# What to work on
Would you reproduce all of the entries exactly?

# Entries shown
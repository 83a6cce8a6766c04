//! Trampoline routing advertisement broadcasting.

pub mod broadcaster;

#[cfg(test)]
mod broadcaster_test;

pub use broadcaster::{
    BroadcastStatus, BroadcasterMsg, LastBroadcast, TrampolineBroadcaster, BROADCAST_INTERVAL,
    DEFAULT_MAX_ROUTABLE_RATIO,
};
//! Process-wide event publication.
//!
//! The Electrum pool publishes connection events both to its registered
//! status listeners and onto an `EventBus` handed in at construction, so
//! downstream subsystems can observe chain connectivity without registering
//! with the pool directly. The bus is an injected handle, not a global.

use thiserror::Error;
use tokio::sync::broadcast;

const DEFAULT_EVENT_CAPACITY: usize = 1024;

/// Event-bus errors.
#[derive(Debug, Error)]
pub enum Error {
    #[error("Bus receiver failed: {0}")]
    ReceiveFailure(String),
}

type Result<T> = std::result::Result<T, Error>;

/// Broadcast bus delivering every published event to all subscribers.
///
/// Late subscribers do not receive past events. Slow subscribers that fall
/// more than the buffer capacity behind start missing events.
#[derive(Debug, Clone)]
pub struct EventBus<T: Clone> {
    sender: broadcast::Sender<T>,
}

impl<T: Clone> EventBus<T> {
    /// Create a new event bus buffering up to `capacity` events per subscriber.
    pub fn new(capacity: usize) -> Self {
        let (sender, _) = broadcast::channel(capacity);
        Self {
            sender,
        }
    }

    /// Create a new subscriber to receive events.
    pub fn subscribe(&self) -> EventReceiver<T> {
        EventReceiver::new(self.sender.subscribe())
    }

    /// Publish an event to all subscribers.
    ///
    /// Having no subscribers is not an error; the event is dropped.
    pub fn publish(&self, event: T) {
        let _ = self.sender.send(event);
    }
}

impl<T: Clone> Default for EventBus<T> {
    fn default() -> Self {
        Self::new(DEFAULT_EVENT_CAPACITY)
    }
}

/// Receiving side of an [`EventBus`] subscription.
#[derive(Debug)]
pub struct EventReceiver<T: Clone> {
    receiver: broadcast::Receiver<T>,
}

impl<T: Clone> EventReceiver<T> {
    fn new(receiver: broadcast::Receiver<T>) -> Self {
        Self {
            receiver,
        }
    }

    pub async fn recv(&mut self) -> Result<T> {
        match self.receiver.recv().await {
            Ok(event) => Ok(event),
            Err(broadcast::error::RecvError::Lagged(n)) => {
                Err(Error::ReceiveFailure(format!("lagged {} events", n)))
            }
            Err(broadcast::error::RecvError::Closed) => {
                Err(Error::ReceiveFailure("event bus closed".to_string()))
            }
        }
    }

    pub fn try_recv(&mut self) -> Option<T> {
        self.receiver.try_recv().ok()
    }
}

#[cfg(test)]
mod tests {
    use super::*;

    #[tokio::test]
    async fn test_publish_and_receive() {
        let bus = EventBus::new(16);
        let mut rx = bus.subscribe();

        bus.publish("tip update");

        assert_eq!(rx.recv().await.unwrap(), "tip update");
    }

    #[test]
    fn test_publish_without_subscribers() {
        let bus = EventBus::new(16);
        bus.publish("nobody listening");
    }

    #[tokio::test]
    async fn test_all_subscribers_receive() {
        let bus = EventBus::new(16);
        let mut rx1 = bus.subscribe();
        let mut rx2 = bus.subscribe();

        bus.publish(42u32);

        assert_eq!(rx1.recv().await.unwrap(), 42);
        assert_eq!(rx2.recv().await.unwrap(), 42);
    }

    #[tokio::test]
    async fn test_late_subscriber_misses_past_events() {
        let bus = EventBus::new(16);
        bus.publish(1u32);

        let mut rx = bus.subscribe();
        bus.publish(2u32);

        assert_eq!(rx.recv().await.unwrap(), 2);
    }
}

# Expected output
repository 83a6cce8a6766c04
//! Trampoline routing advertisement broadcasting.

pub mod broadcaster;

#[cfg(test)]
mod broadcaster_test;

pub use broadcaster::{
    BroadcastStatus, BroadcasterMsg, LastBroadcast, TrampolineBroadcaster, BROADCAST_INTERVAL,
    DEFAULT_MAX_ROUTABLE_RATIO,
};
//! Process-wide event publication.
//!
//! The Electrum pool publishes connection events both to its registered
//! status listeners and onto an `EventBus` handed in at construction, so
//! downstream subsystems can observe chain connectivity without registering
//! with the pool directly. The bus is an injected handle, not a global.

use thiserror::Error;
use tokio::sync::broadcast;

const DEFAULT_EVENT_CAPACITY: usize = 1024;

/// Event-bus errors.
#[derive(Debug, Error)]
pub enum Error {
    #[error("Bus receiver failed: {0}")]
    ReceiveFailure(String),
}

type Result<T> = std::result::Result<T, Error>;

/// Broadcast bus delivering every published event to all subscribers.
///
/// Late subscribers do not receive past events. Slow subscribers that fall
/// more than the buffer capacity behind start missing events.
#[derive(Debug, Clone)]
pub struct EventBus<T: Clone> {
    sender: broadcast::Sender<T>,
}

impl<T: Clone> EventBus<T> {
    /// Create a new event bus buffering up to `capacity` events per subscriber.
    pub fn new(capacity: usize) -> Self {
        let (sender, _) = broadcast::channel(capacity);
        Self {
            sender,
        }
    }

    /// Create a new subscriber to receive events.
    pub fn subscribe(&self) -> EventReceiver<T> {
        EventReceiver::new(self.sender.subscribe())
    }

    /// Publish an event to all subscribers.
    ///
    /// Having no subscribers is not an error; the event is dropped.
    pub fn publish(&self, event: T) {
        let _ = self.sender.send(event);
    }
}

impl<T: Clone> Default for EventBus<T> {
    fn default() -> Self {
        Self::new(DEFAULT_EVENT_CAPACITY)
    }
}

/// Receiving side of an [`EventBus`] subscription.
#[derive(Debug)]
pub struct EventReceiver<T: Clone> {
    receiver: broadcast::Receiver<T>,
}

impl<T: Clone> EventReceiver<T> {
    fn new(receiver: broadcast::Receiver<T>) -> Self {
        Self {
            receiver,
        }
    }

    pub async fn recv(&mut self) -> Result<T> {
        match self.receiver.recv().await {
            Ok(event) => Ok(event),
            Err(broadcast::error::RecvError::Lagged(n)) => {
                Err(Error::ReceiveFailure(format!("lagged {} events", n)))
            }
            Err(broadcast::error::RecvError::Closed) => {
                Err(Error::ReceiveFailure("event bus closed".to_string()))
            }
        }
    }

    pub fn try_recv(&mut self) -> Option<T> {
        self.receiver.try_recv().ok()
    }
}

#[cfg(test)]
mod tests {
    use super::*;

    #[tokio::test]
    async fn test_publish_and_receive() {
        let bus = EventBus::new(16);
        let mut rx = bus.subscribe();

        bus.publish("tip update");

        assert_eq!(rx.recv().await.unwrap(), "tip update");
    }

    #[test]
    fn test_publish_without_subscribers() {
        let bus = EventBus::new(16);
        bus.publish("nobody listening");
    }

    #[tokio::test]
    async fn test_all_subscribers_receive() {
        let bus = EventBus::new(16);
        let mut rx1 = bus.subscribe();
        let mut rx2 = bus.subscribe();

        bus.publish(42u32);

        assert_eq!(rx1.recv().await.unwrap(), 42);
        assert_eq!(rx2.recv().await.unwrap(), 42);
    }

    #[tokio::test]
    async fn test_late_subscriber_misses_past_events() {
        let bus = EventBus::new(16);
        bus.publish(1u32);

        let mut rx = bus.subscribe();
        bus.publish(2u32);

        assert_eq!(rx.recv().await.unwrap(), 2);
    }
}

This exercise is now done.